Commenting, Shonaid Jemmett-Page,Chairman of Cordiant Digital Infrastructure Limited, said:

“I am pleased to report a solid performance by the Company for the first six months of the year, despite the challenging economic conditions during the period. The Company’s performance reflects the strength of its portfolio companies, which offer strong cashflows and growth opportunities in line with our Buy, Build & Grow model. The strength of the portfolio has been achieved with a conservative level of debt and through a disciplined acquisition strategy. The recently announced acquisition of Speed Fibre is additive to the portfolio as it offers additional cashflows, growth potential and further diversity in geography and asset class.  With continued liquidity of £207 million, the Company remains well positioned, and as such the Board looks forward to the second half of the year with confidence”.

-ENDS-

For further information, please visit www.cordiantdigitaltrust.com or contact:

Cordiant Capital, Inc.+44 (0) 20 7201 7546
Investment Manager
Stephen Foss, Managing Director
 Aztec Financial Services (Guernsey) Limited +44 (0) 1481 749700
Company Secretary and Administrator
Chris Copperwaite / Laura Dunning
 Investec Bank plc +44 (0) 20 7597 4000
Joint Corporate Broker
Tom Skinner (Corporate Broking)
Lucy Lewis / Denis Flanagan (Corporate Finance)
 Jefferies International Limited +44 (0) 20 7029 8000
Joint Corporate Broker
Stuart Klein / Gaudi Le Roux
 Celicourt +44 (0) 20 7770 6424
Financial Communications Advisor
Philip Dennis / Felicity Winkles / Ali AlQahtani

Interim Report and results webcast for analysts

The 2023 Interim Report will be available to download at cordiantdigitaltrust.com/investors/results-centre/ from 29 November 2023.

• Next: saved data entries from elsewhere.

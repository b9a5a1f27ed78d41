//! Configuration management subsystem.
//!
//! # Data Flow
//! ```text
//! config file (TOML)
//!     → loader.rs (parse & deserialize)
//!     → validation.rs (semantic checks)
//!     → ServerConfig (validated, immutable)
//!     → cluster section shared via Arc with the API handler
//! ```
//!
//! # Design Decisions
//! - Config is immutable once loaded; there is no hot reload
//! - All fields have defaults to allow minimal configs
//! - Validation separates syntactic (serde) from semantic checks

pub mod loader;
pub mod schema;
pub mod validation;

pub use loader::{load_config, ConfigError};
pub use schema::{ListenerConfig, ObservabilityConfig, ServerConfig};
pub use validation::{validate_config, ValidationError};
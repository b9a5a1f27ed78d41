//! Routing subsystem.
//!
//! # Data Flow
//! ```text
//! Incoming request (method, path, headers)
//!     → router.rs (route lookup by exact method + normalized path)
//!     → matcher.rs (prefix stripping, media type checks)
//!     → Return: matched RouteEntry or NotFound
//!
//! Route registration (at startup):
//!     register(method, path, handler, writes)
//!     → duplicate (method, path) rejected
//!     → table frozen behind Arc
//! ```
//!
//! # Design Decisions
//! - Routes registered at startup, immutable at runtime
//! - No regex in hot path (exact map lookup)
//! - Deterministic: same input always matches same route

pub mod matcher;
pub mod router;

pub use matcher::MIME_JSON;
pub use router::{Handler, Lookup, RouteEntry, RouteError, RouteTable};
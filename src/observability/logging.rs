//! Structured logging and access log sinks.
//!
//! # Responsibilities
//! - Initialize the `tracing` subscriber
//! - Provide the sinks the request/response log lines are written to
//!
//! # Design Decisions
//! - Sinks are injected, never global, so tests can capture lines
//! - One write per line under a lock: lines never interleave partially
//! - Sink failures are returned to the caller, which decides to drop them

use std::fs::{File, OpenOptions};
use std::io::{self, Write};
use std::path::Path;
use std::sync::{Mutex, PoisonError};

use thiserror::Error;
use tracing_subscriber::{layer::SubscriberExt, util::SubscriberInitExt, EnvFilter};

use crate::config::ObservabilityConfig;

/// Target used for request/response log events.
pub const ACCESS_TARGET: &str = "dds_api::access";

/// Failure to emit a log line.
#[derive(Debug, Error)]
pub enum SinkError {
    #[error("log sink I/O error: {0}")]
    Io(#[from] io::Error),

    #[error("log sink lock poisoned")]
    Poisoned,
}

/// Destination for access log lines.
pub trait LogSink: Send + Sync {
    /// Emit one complete line (without trailing newline).
    fn emit(&self, line: &str) -> Result<(), SinkError>;
}

/// Forwards each line as an INFO event on [`ACCESS_TARGET`].
#[derive(Debug, Default, Clone, Copy)]
pub struct TracingSink;

impl LogSink for TracingSink {
    fn emit(&self, line: &str) -> Result<(), SinkError> {
        tracing::info!(target: ACCESS_TARGET, "{line}");
        Ok(())
    }
}

/// Appends lines to a file.
#[derive(Debug)]
pub struct FileSink {
    file: Mutex<File>,
}

impl FileSink {
    /// Open (or create) `path` for appending, creating parent directories.
    pub fn open(path: &Path) -> Result<Self, SinkError> {
        if let Some(parent) = path.parent() {
            if !parent.as_os_str().is_empty() {
                std::fs::create_dir_all(parent)?;
            }
        }

        let file = OpenOptions::new().create(true).append(true).open(path)?;
        Ok(Self {
            file: Mutex::new(file),
        })
    }
}

impl LogSink for FileSink {
    fn emit(&self, line: &str) -> Result<(), SinkError> {
        let mut buf = String::with_capacity(line.len() + 1);
        buf.push_str(line);
        buf.push('\n');

        let mut file = self.file.lock().map_err(|_| SinkError::Poisoned)?;
        file.write_all(buf.as_bytes())?;
        Ok(())
    }
}

/// Keeps lines in memory. Used by tests and diagnostics.
#[derive(Debug, Default)]
pub struct MemorySink {
    lines: Mutex<Vec<String>>,
}

impl MemorySink {
    pub fn new() -> Self {
        Self::default()
    }

    /// Snapshot of the captured lines.
    pub fn lines(&self) -> Vec<String> {
        self.lines
            .lock()
            .unwrap_or_else(PoisonError::into_inner)
            .clone()
    }

    pub fn clear(&self) {
        self.lines
            .lock()
            .unwrap_or_else(PoisonError::into_inner)
            .clear();
    }
}

impl LogSink for MemorySink {
    fn emit(&self, line: &str) -> Result<(), SinkError> {
        self.lines
            .lock()
            .map_err(|_| SinkError::Poisoned)?
            .push(line.to_string());
        Ok(())
    }
}

/// Install the global `tracing` subscriber.
///
/// `RUST_LOG` takes precedence over the configured level.
pub fn init_tracing(
    config: &ObservabilityConfig,
) -> Result<(), tracing_subscriber::util::TryInitError> {
    let fallback = format!(
        "dds_api={level},tower_http={level}",
        level = config.log_level
    );

    tracing_subscriber::registry()
        .with(EnvFilter::try_from_default_env().unwrap_or_else(|_| fallback.into()))
        .with(tracing_subscriber::fmt::layer())
        .try_init()
}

The Company will be hosting an analyst meeting at 10.00am BST at the offices of Investec, 30 Gresham Street, London, EC2V 7QN. For those wishing to attend, please contact Ali AlQahtani at Celicourt via CDI@celicourt.uk.

Notes to editors:

Cordiant Digital Infrastructure Limited primarily invests in the core infrastructure of the digital economy – data centres, fibre-optic networks and telecommunication and broadcast towers in Europe and North America. Further details about the Company can be found on its website at www.cordiantdigitaltrust.com.

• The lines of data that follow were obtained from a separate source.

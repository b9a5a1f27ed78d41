//! Inbound request carrier.
//!
//! # Responsibilities
//! - Hold the transport metadata the filters log (protocol, method, URI, peer)
//! - Hold the fully buffered body handed to controllers
//! - Decode JSON bodies on behalf of controllers
//!
//! # Design Decisions
//! - Body is buffered before dispatch so handlers run off the async runtime
//! - Immutable once built; filters and handlers only borrow it

use std::net::SocketAddr;
use std::time::Instant;

use axum::body::Bytes;
use axum::http::{header, request::Parts, HeaderMap, HeaderName, HeaderValue, Method, Uri, Version};
use serde::de::DeserializeOwned;
use serde::Serialize;

/// A buffered HTTP request as seen by filters and handlers.
#[derive(Debug, Clone)]
pub struct ApiRequest {
    method: Method,
    uri: Uri,
    version: Version,
    headers: HeaderMap,
    remote_addr: Option<SocketAddr>,
    body: Bytes,
    received_at: Instant,
}

impl ApiRequest {
    /// Create a bodiless HTTP/1.1 request.
    pub fn new(method: Method, uri: Uri) -> Self {
        Self {
            method,
            uri,
            version: Version::HTTP_11,
            headers: HeaderMap::new(),
            remote_addr: None,
            body: Bytes::new(),
            received_at: Instant::now(),
        }
    }

    /// Assemble a request from framework parts and an already-read body.
    pub fn from_parts(parts: Parts, body: Bytes, remote_addr: Option<SocketAddr>) -> Self {
        Self {
            method: parts.method,
            uri: parts.uri,
            version: parts.version,
            headers: parts.headers,
            remote_addr,
            body,
            received_at: Instant::now(),
        }
    }

    pub fn with_header(mut self, name: HeaderName, value: HeaderValue) -> Self {
        self.headers.insert(name, value);
        self
    }

    pub fn with_body(mut self, body: impl Into<Bytes>) -> Self {
        self.body = body.into();
        self
    }

    /// Serialize `value` as the body and declare it as JSON.
    pub fn with_json<T: Serialize>(self, value: &T) -> Result<Self, serde_json::Error> {
        let body = serde_json::to_vec(value)?;
        Ok(self
            .with_header(
                header::CONTENT_TYPE,
                HeaderValue::from_static(crate::routing::MIME_JSON),
            )
            .with_body(body))
    }

    pub fn with_remote_addr(mut self, addr: SocketAddr) -> Self {
        self.remote_addr = Some(addr);
        self
    }

    pub fn method(&self) -> &Method {
        &self.method
    }

    pub fn path(&self) -> &str {
        self.uri.path()
    }

    /// Path plus query string, as sent on the request line.
    pub fn request_uri(&self) -> &str {
        self.uri
            .path_and_query()
            .map(|pq| pq.as_str())
            .unwrap_or_else(|| self.uri.path())
    }

    /// Protocol name such as `HTTP/1.1`.
    pub fn protocol(&self) -> String {
        format!("{:?}", self.version)
    }

    pub fn header_str(&self, name: &HeaderName) -> Option<&str> {
        self.headers.get(name).and_then(|v| v.to_str().ok())
    }

    pub fn remote_addr(&self) -> Option<SocketAddr> {
        self.remote_addr
    }

    /// Peer address for log lines; `unknown` when the transport gave none.
    pub fn remote(&self) -> String {
        self.remote_addr
            .map(|addr| addr.to_string())
            .unwrap_or_else(|| "unknown".to_string())
    }

    pub fn body(&self) -> &Bytes {
        &self.body
    }

    /// Decode the body as JSON.
    pub fn json<T: DeserializeOwned>(&self) -> Result<T, serde_json::Error> {
        serde_json::from_slice(&self.body)
    }

    pub fn received_at(&self) -> Instant {
        self.received_at
    }
}
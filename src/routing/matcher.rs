//! Path and media type matching.
//!
//! # Responsibilities
//! - Strip the service prefix and normalize the remaining path
//! - Match `Content-Type` against a route's consumed media type
//! - Match `Accept` against a route's produced media type
//!
//! # Design Decisions
//! - Path matching is case-sensitive; media types are not
//! - Media type parameters (`charset=...`, `q=...`) are ignored
//! - No regex to keep matching O(n) in the path length

/// The only media type the API consumes and produces.
pub const MIME_JSON: &str = "application/json";

/// Normalize a route path: collapse repeated slashes and drop a trailing one.
///
/// The empty path normalizes to `/`.
pub fn normalize_path(path: &str) -> String {
    let segments: Vec<&str> = path.split('/').filter(|s| !s.is_empty()).collect();
    if segments.is_empty() {
        "/".to_string()
    } else {
        format!("/{}", segments.join("/"))
    }
}

/// Strip `prefix` from `path` and normalize the remainder.
///
/// Returns `None` when `path` lies outside the prefix. The prefix must end
/// on a segment boundary: `/api/v1x` is not under `/api/v1`.
pub fn strip_prefix(prefix: &str, path: &str) -> Option<String> {
    let prefix = normalize_path(prefix);
    if prefix == "/" {
        return Some(normalize_path(path));
    }

    let normalized = normalize_path(path);
    let rest = normalized.strip_prefix(&prefix)?;
    if rest.is_empty() || rest.starts_with('/') {
        Some(normalize_path(rest))
    } else {
        None
    }
}

/// The `type/subtype` part of a media type, lowercased.
fn essence(media_type: &str) -> String {
    media_type
        .split(';')
        .next()
        .unwrap_or_default()
        .trim()
        .to_ascii_lowercase()
}

/// Whether a `Content-Type` value denotes `expected`.
pub fn content_type_matches(content_type: &str, expected: &str) -> bool {
    essence(content_type) == essence(expected)
}

/// Whether an `Accept` value admits `produced`.
///
/// Each comma-separated range may be exact, `type/*` or `*/*`.
pub fn accepts(accept: &str, produced: &str) -> bool {
    let produced = essence(produced);
    let produced_type = produced.split('/').next().unwrap_or_default();

    accept.split(',').map(essence).any(|range| {
        if range == "*/*" || range == produced {
            return true;
        }
        match range.split_once('/') {
            Some((ty, "*")) => ty == produced_type,
            _ => false,
        }
    })
}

The Company is a sector-focused specialist owner and operator of Digital Infrastructure, listed on the London Stock Exchange under the ticker CORD. In total, the Company has successfully raised £795 million in equity, along with a further €200 million through a Eurobond with four European institutions; deploying the proceeds into four core acquisitions: CRA, Hudson Interxchange, Emitel and Speed Fibre, which together offer stable, often index-linked income, and opportunities for growth, in line with the Company’s Buy, Build & Grow model.

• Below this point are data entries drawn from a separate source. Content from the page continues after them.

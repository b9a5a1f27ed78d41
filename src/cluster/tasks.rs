//! Task storage for this node.

use chrono::{DateTime, Utc};
use dashmap::DashMap;
use serde::{Deserialize, Serialize};
use thiserror::Error;
use uuid::Uuid;

/// A task accepted by this node.
#[derive(Debug, Clone, PartialEq, Serialize, Deserialize)]
pub struct Task {
    pub id: Uuid,
    pub name: String,
    /// Node the task is scheduled on.
    pub target: String,
    #[serde(default)]
    pub payload: serde_json::Value,
    pub created_at: DateTime<Utc>,
}

#[derive(Debug, Clone, PartialEq, Eq, Error)]
pub enum TaskError {
    #[error("task capacity of {0} reached")]
    CapacityReached(usize),
}

/// A thread-safe task store keyed by task id.
#[derive(Debug, Default)]
pub struct TaskStore {
    inner: DashMap<Uuid, Task>,
}

impl TaskStore {
    pub fn new() -> Self {
        Self::default()
    }

    /// Store a new task, refusing once `capacity` tasks are held.
    pub fn insert(
        &self,
        name: String,
        target: String,
        payload: serde_json::Value,
        capacity: usize,
    ) -> Result<Task, TaskError> {
        // Capacity is a soft bound under concurrent inserts.
        if self.inner.len() >= capacity {
            return Err(TaskError::CapacityReached(capacity));
        }

        let task = Task {
            id: Uuid::new_v4(),
            name,
            target,
            payload,
            created_at: Utc::now(),
        };
        self.inner.insert(task.id, task.clone());
        tracing::debug!(task_id = %task.id, target = %task.target, "Task stored");
        Ok(task)
    }

    /// All tasks ordered by creation time.
    pub fn list(&self) -> Vec<Task> {
        let mut tasks: Vec<Task> = self.inner.iter().map(|r| r.value().clone()).collect();
        tasks.sort_by(|a, b| a.created_at.cmp(&b.created_at).then(a.id.cmp(&b.id)));
        tasks
    }

    pub fn len(&self) -> usize {
        self.inner.len()
    }

    pub fn is_empty(&self) -> bool {
        self.inner.is_empty()
    }
}
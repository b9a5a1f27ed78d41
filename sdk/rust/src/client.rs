use reqwest::{Client, Response, StatusCode};
use serde::de::DeserializeOwned;
use serde::{Deserialize, Serialize};

pub type Error = Box<dyn std::error::Error + Send + Sync>;

/// Outcome body returned by the node.
#[derive(Debug, Clone, Serialize, Deserialize)]
pub struct StatusResponse {
    pub status: String,
    pub message: String,
}

#[derive(Debug, Clone, Serialize, Deserialize)]
pub struct Task {
    pub id: String,
    pub name: String,
    pub target: String,
    #[serde(default)]
    pub payload: serde_json::Value,
    pub created_at: String,
}

#[derive(Debug, Clone, Serialize, Deserialize)]
pub struct TaskList {
    pub tasks: Vec<Task>,
}

#[derive(Debug, Clone, Serialize, Deserialize)]
pub struct Friend {
    pub name: String,
    pub address: String,
}

/// A decoded response with its status code.
#[derive(Debug, Clone)]
pub struct Reply<T> {
    pub status: StatusCode,
    pub body: T,
}

pub struct DdsClient {
    client: Client,
    base_url: String,
}

impl DdsClient {
    /// `node_url` is the scheme and authority, e.g. `http://127.0.0.1:8080`.
    pub fn new(node_url: &str) -> Self {
        Self {
            client: Client::new(),
            base_url: format!("{}/api/v1", node_url.trim_end_matches('/')),
        }
    }

    pub async fn status(&self) -> Result<Reply<StatusResponse>, Error> {
        let resp = self.client.get(format!("{}/", self.base_url)).send().await?;
        decode(resp).await
    }

    pub async fn list_tasks(&self) -> Result<Reply<TaskList>, Error> {
        let resp = self
            .client
            .get(format!("{}/task", self.base_url))
            .send()
            .await?;
        decode(resp).await
    }

    /// Schedule a task; `target` falls back to the node's default.
    pub async fn add_task(
        &self,
        name: &str,
        target: Option<&str>,
    ) -> Result<Reply<StatusResponse>, Error> {
        let resp = self
            .client
            .post(format!("{}/task", self.base_url))
            .json(&serde_json::json!({ "name": name, "target": target }))
            .send()
            .await?;
        decode(resp).await
    }

    pub async fn add_friend(&self, friend: &Friend) -> Result<Reply<StatusResponse>, Error> {
        let resp = self
            .client
            .post(format!("{}/friend", self.base_url))
            .json(friend)
            .send()
            .await?;
        decode(resp).await
    }

    pub async fn remove_friend(&self, name: &str) -> Result<Reply<StatusResponse>, Error> {
        let resp = self
            .client
            .delete(format!("{}/friend", self.base_url))
            .json(&serde_json::json!({ "name": name }))
            .send()
            .await?;
        decode(resp).await
    }

    /// Send a raw request, for paths outside the typed calls.
    pub async fn raw(&self, method: reqwest::Method, path: &str) -> Result<Response, reqwest::Error> {
        self.client
            .request(method, format!("{}{}", self.base_url, path))
            .send()
            .await
    }
}

async fn decode<T: DeserializeOwned>(resp: Response) -> Result<Reply<T>, Error> {
    let status = resp.status();
    let text = resp.text().await?;
    let body = serde_json::from_str::<T>(&text)
        .map_err(|e| format!("node returned {status} with undecodable body {text:?}: {e}"))?;
    Ok(Reply { status, body })
}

Cordiant Capital Inc (the Investment Manager or Cordiant), the Company’s investment manager, is a specialist global infrastructure and real assets manager with a sector-led approach to providing growth capital solutions to promising mid-sized companies in Europe, North America and selected global markets. Since the firm’s relaunch in 2016, Cordiant, a partner-owned and partner-run firm, has developed a track record of exceeding mandated investment targets for its clients.

Chairman’s statement

I am pleased to present the Interim Report for Cordiant Digital Infrastructure Limited (the Company) for the six months to 30 September 2023.

Introduction

The Company has achieved a solid financial performance despite the headwinds created by the current high interest rate environment which have continued throughout the period. The Company’s NAV has decreased from £875.7 million at 31 March 2023 to £868.6 million, due to the payment of the second interim dividend in July 2023. The decrease in NAV was partially offset by the £9.4 million profit for the period. Profit for the period would have been higher but for the adverse movements in the weighted average discount rate used to value the portfolio and foreign exchange.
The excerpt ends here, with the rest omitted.